Dataset entries:
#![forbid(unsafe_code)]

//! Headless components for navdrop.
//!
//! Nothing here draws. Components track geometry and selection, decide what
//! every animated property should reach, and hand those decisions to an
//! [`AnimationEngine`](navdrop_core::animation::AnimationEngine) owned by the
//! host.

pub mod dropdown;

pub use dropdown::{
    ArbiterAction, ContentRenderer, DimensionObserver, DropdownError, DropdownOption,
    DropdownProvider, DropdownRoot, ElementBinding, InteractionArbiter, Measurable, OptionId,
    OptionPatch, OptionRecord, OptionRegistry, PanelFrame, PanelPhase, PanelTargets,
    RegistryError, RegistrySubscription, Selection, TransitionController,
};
...
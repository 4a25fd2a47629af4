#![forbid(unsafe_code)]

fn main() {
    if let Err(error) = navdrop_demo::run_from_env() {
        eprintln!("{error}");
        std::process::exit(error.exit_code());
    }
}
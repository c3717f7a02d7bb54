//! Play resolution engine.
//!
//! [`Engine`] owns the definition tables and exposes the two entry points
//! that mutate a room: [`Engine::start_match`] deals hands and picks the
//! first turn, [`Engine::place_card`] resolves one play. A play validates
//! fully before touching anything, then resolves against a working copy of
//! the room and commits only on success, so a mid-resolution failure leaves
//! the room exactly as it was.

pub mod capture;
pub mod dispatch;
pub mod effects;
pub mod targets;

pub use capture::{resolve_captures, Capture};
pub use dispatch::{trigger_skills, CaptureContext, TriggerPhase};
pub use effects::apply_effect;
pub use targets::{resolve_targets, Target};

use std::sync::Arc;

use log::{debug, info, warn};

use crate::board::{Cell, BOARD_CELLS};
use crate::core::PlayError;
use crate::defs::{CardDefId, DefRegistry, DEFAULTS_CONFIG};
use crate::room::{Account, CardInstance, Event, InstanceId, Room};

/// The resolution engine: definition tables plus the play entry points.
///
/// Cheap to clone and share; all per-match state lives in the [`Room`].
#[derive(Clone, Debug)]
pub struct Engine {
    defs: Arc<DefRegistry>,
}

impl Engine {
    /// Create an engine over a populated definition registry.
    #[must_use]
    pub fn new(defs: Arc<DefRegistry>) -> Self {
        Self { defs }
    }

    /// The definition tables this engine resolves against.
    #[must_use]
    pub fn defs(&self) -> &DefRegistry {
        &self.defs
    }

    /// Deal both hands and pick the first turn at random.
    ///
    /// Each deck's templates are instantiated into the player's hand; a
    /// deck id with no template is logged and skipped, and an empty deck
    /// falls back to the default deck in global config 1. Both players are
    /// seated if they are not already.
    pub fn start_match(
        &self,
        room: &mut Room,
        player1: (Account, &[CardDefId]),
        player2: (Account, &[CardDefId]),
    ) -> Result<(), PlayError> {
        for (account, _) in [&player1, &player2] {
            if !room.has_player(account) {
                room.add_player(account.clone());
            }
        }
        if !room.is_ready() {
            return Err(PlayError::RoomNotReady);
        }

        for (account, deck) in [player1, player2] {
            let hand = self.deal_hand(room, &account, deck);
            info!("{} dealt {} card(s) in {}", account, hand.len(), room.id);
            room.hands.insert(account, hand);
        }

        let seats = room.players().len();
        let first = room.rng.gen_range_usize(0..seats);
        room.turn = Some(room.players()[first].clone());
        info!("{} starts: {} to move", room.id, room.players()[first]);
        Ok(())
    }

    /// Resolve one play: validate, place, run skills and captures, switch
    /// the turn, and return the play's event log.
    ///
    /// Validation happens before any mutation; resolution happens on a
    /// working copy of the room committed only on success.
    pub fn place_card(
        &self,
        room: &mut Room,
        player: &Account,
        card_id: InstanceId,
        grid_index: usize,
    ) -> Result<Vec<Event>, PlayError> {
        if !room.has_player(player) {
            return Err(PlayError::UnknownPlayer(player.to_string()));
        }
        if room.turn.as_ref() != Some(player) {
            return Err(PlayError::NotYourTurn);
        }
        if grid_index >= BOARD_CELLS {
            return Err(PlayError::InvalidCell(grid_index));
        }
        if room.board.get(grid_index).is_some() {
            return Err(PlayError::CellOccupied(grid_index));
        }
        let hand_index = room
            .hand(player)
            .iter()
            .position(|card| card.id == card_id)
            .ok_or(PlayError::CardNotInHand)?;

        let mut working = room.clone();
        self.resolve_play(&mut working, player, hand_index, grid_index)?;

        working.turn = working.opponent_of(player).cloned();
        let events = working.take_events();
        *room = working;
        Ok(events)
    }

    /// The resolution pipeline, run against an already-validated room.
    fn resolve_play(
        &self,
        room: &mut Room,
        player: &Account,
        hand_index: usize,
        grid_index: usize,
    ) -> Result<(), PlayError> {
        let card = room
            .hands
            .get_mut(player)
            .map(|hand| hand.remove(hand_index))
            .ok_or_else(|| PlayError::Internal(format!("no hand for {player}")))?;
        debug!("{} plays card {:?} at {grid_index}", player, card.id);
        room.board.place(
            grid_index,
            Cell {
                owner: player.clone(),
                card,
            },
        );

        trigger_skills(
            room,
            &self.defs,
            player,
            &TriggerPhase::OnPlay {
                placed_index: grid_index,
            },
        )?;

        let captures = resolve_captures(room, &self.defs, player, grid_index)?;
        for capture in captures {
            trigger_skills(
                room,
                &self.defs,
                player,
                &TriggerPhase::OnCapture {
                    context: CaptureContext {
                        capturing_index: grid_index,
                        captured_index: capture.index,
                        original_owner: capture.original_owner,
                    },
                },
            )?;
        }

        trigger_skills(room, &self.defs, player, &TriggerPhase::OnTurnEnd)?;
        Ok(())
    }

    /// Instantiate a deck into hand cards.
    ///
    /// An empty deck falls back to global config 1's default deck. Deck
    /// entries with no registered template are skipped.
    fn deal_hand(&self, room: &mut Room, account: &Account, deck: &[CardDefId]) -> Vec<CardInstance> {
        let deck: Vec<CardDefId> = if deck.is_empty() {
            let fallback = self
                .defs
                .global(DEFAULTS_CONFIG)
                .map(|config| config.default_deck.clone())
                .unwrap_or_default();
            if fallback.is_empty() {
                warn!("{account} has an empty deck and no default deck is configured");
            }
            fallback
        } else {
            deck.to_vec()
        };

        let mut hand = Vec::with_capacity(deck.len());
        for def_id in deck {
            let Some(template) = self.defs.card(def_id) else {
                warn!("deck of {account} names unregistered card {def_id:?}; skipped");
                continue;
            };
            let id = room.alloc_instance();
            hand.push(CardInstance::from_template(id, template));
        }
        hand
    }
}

Problem statement: In the records above, find every line with the word "warn" and copy it.

Result for this exercise:
use log::{debug, info, warn};
                warn!("{account} has an empty deck and no default deck is configured");
                warn!("deck of {account} names unregistered card {def_id:?}; skipped");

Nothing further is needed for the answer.